## [Exercise description]
Please filter the listing below and copy out the lines that hold "clap".

## [Record set]
######

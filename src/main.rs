use anyhow::{Result, bail};
use clap::Parser;
use fifa_agent::agent::{self, AgentCard, Session};
use fifa_agent::config::{Config, Variant};
use fifa_agent::repl::{self, Banner, ChatSession};
use fifa_agent::tools;
use std::path::PathBuf;
use tokio::io::BufReader;
use tracing::info;

/// Canned questions for `smoke`.
const SMOKE_QUERIES: &[&str] = &[
    "¿Quién ganó la Copa del Mundo 2022?",
    "¿Cuántas Copas del Mundo ha ganado Brasil?",
    "¿Quién es el máximo goleador en la historia de los Mundiales?",
    "Dame un dato curioso sobre la Copa del Mundo",
];

#[derive(Parser)]
#[command(
    name = "fifa-agent",
    about = "FIFA World Cup trivia agent backed by Gemini"
)]
struct Cli {
    /// Agent variant: classic (knowledge tools) or plus (Google Search)
    #[arg(long, global = true, value_enum)]
    variant: Option<Variant>,

    /// Path to config file (missing file means defaults)
    #[arg(short, long, global = true, default_value = "fifa-agent.toml")]
    config: PathBuf,

    /// Gemini model override
    #[arg(long, global = true)]
    model: Option<String>,

    #[command(subcommand)]
    command: Option<Command>,
}

#[derive(clap::Subcommand)]
enum Command {
    /// Interactive question loop (default)
    Chat,

    /// Ask a single question and print the answer
    Ask {
        /// The question
        question: String,
    },

    /// Run the canned smoke-test questions against the live model
    Smoke,

    /// Invoke a knowledge tool locally and print its result (no network)
    Tool {
        /// Tool name, e.g. get_fun_facts
        name: String,

        /// Arguments as a JSON object
        #[arg(long, default_value = "{}")]
        args: String,
    },

    /// Print the agent card as JSON (no network)
    Card,
}

fn load_config(cli: &Cli) -> Result<Config> {
    let mut config = Config::load_or_default(&cli.config)?;
    if let Some(variant) = cli.variant {
        config.agent.variant = variant;
    }
    if let Some(model) = &cli.model {
        config.model.name = Some(model.clone());
    }
    config.validate()?;
    Ok(config)
}

#[tokio::main]
async fn main() -> Result<()> {
    dotenvy::dotenv().ok();

    tracing_subscriber::fmt()
        .with_env_filter(
            tracing_subscriber::EnvFilter::try_from_default_env()
                .unwrap_or_else(|_| tracing_subscriber::EnvFilter::new("fifa_agent=warn")),
        )
        .with_writer(std::io::stderr)
        .init();

    let cli = Cli::parse();
    let config = load_config(&cli)?;

    match cli.command.unwrap_or(Command::Chat) {
        Command::Chat => run_chat(&config).await,
        Command::Ask { question } => {
            let agent = agent::build_agent(&config).await?;
            let mut session = Session::new(0);
            let reply = agent.respond(&mut session, &question).await?;
            println!("{}", reply.render());
            Ok(())
        }
        Command::Smoke => run_smoke(&config).await,
        Command::Tool { name, args } => {
            let args: serde_json::Value = serde_json::from_str(&args)?;
            let (result, is_error) = tools::dispatch(&name, &args);
            println!("{}", serde_json::to_string_pretty(&result)?);
            if is_error {
                bail!("tool '{name}' rejected the call");
            }
            Ok(())
        }
        Command::Card => {
            let card = AgentCard::from_config(&config);
            println!("{}", serde_json::to_string_pretty(&card)?);
            Ok(())
        }
    }
}

async fn run_chat(config: &Config) -> Result<()> {
    let agent = agent::build_agent(config).await?;
    let mut chat = ChatSession::new(agent, config.agent.max_history_exchanges);
    let banner = Banner::for_variant(config.variant());

    let stdin = BufReader::new(tokio::io::stdin());
    let mut stdout = std::io::stdout();
    let reason = repl::run(&mut chat, stdin, &mut stdout, &banner).await?;

    let stats = chat.session().stats;
    info!(
        ?reason,
        model_calls = stats.model_calls,
        tool_calls = stats.tool_calls,
        prompt_tokens = stats.prompt_tokens,
        output_tokens = stats.output_tokens,
        "chat ended"
    );
    Ok(())
}

async fn run_smoke(config: &Config) -> Result<()> {
    let agent = agent::build_agent(config).await?;

    println!(
        "🏆 Probando {} con {}",
        agent.card().name,
        agent.card().model
    );
    println!("{}", "=".repeat(60));

    let mut failures = 0;
    for (i, query) in SMOKE_QUERIES.iter().enumerate() {
        println!("\n{}. Pregunta: {query}", i + 1);
        println!("{}", "-".repeat(40));
        // Each canned question stands alone.
        let mut session = Session::new(0);
        match agent.respond(&mut session, query).await {
            Ok(reply) => println!("Respuesta: {}", reply.render()),
            Err(e) => {
                failures += 1;
                println!("❌ Error: {e}");
            }
        }
        println!();
    }

    if failures > 0 {
        bail!("{failures} of {} smoke queries failed", SMOKE_QUERIES.len());
    }
    Ok(())
}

######

## [Solution]
use clap::Parser;
#[derive(clap::Subcommand)]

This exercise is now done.